• **Work task**:
Wherever the string "same" appears in the records, return the line that holds it.

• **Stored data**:

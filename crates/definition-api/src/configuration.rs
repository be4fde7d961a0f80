use indexmap::IndexMap;

use crate::definition::Definition;

/// Aggregate of every dictionary and job definition produced by one load.
///
/// Both collections keep the order in which a name was first defined. Setting
/// a definition under an existing name replaces it without moving it.
#[derive(Debug, Clone, Default, PartialEq)]
pub struct Configuration {
    dictionaries: IndexMap<String, Definition>,
    jobs: IndexMap<String, Definition>,
}

impl Configuration {
    #[must_use]
    pub fn new() -> Self {
        Self::default()
    }

    /// Register a dictionary definition, replacing any previous one of the same name.
    pub fn set_dictionary(&mut self, definition: Definition) -> Option<Definition> {
        self.dictionaries
            .insert(definition.name().to_string(), definition)
    }

    /// Register a job definition, replacing any previous one of the same name.
    pub fn set_job(&mut self, definition: Definition) -> Option<Definition> {
        self.jobs.insert(definition.name().to_string(), definition)
    }

    #[must_use]
    pub fn dictionary(&self, name: &str) -> Option<&Definition> {
        self.dictionaries.get(name)
    }

    #[must_use]
    pub fn job(&self, name: &str) -> Option<&Definition> {
        self.jobs.get(name)
    }

    #[must_use]
    pub fn has_dictionary(&self, name: &str) -> bool {
        self.dictionaries.contains_key(name)
    }

    #[must_use]
    pub fn has_job(&self, name: &str) -> bool {
        self.jobs.contains_key(name)
    }

    /// Dictionary names in first-definition order.
    #[must_use]
    pub fn dictionary_names(&self) -> Vec<&str> {
        self.dictionaries.keys().map(String::as_str).collect()
    }

    /// Job names in first-definition order.
    #[must_use]
    pub fn job_names(&self) -> Vec<&str> {
        self.jobs.keys().map(String::as_str).collect()
    }

    pub fn dictionaries(&self) -> impl Iterator<Item = &Definition> {
        self.dictionaries.values()
    }

    pub fn jobs(&self) -> impl Iterator<Item = &Definition> {
        self.jobs.values()
    }

    #[must_use]
    pub fn is_empty(&self) -> bool {
        self.dictionaries.is_empty() && self.jobs.is_empty()
    }
}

• **Task answer**:
    /// Register a dictionary definition, replacing any previous one of the same name.
    /// Register a job definition, replacing any previous one of the same name.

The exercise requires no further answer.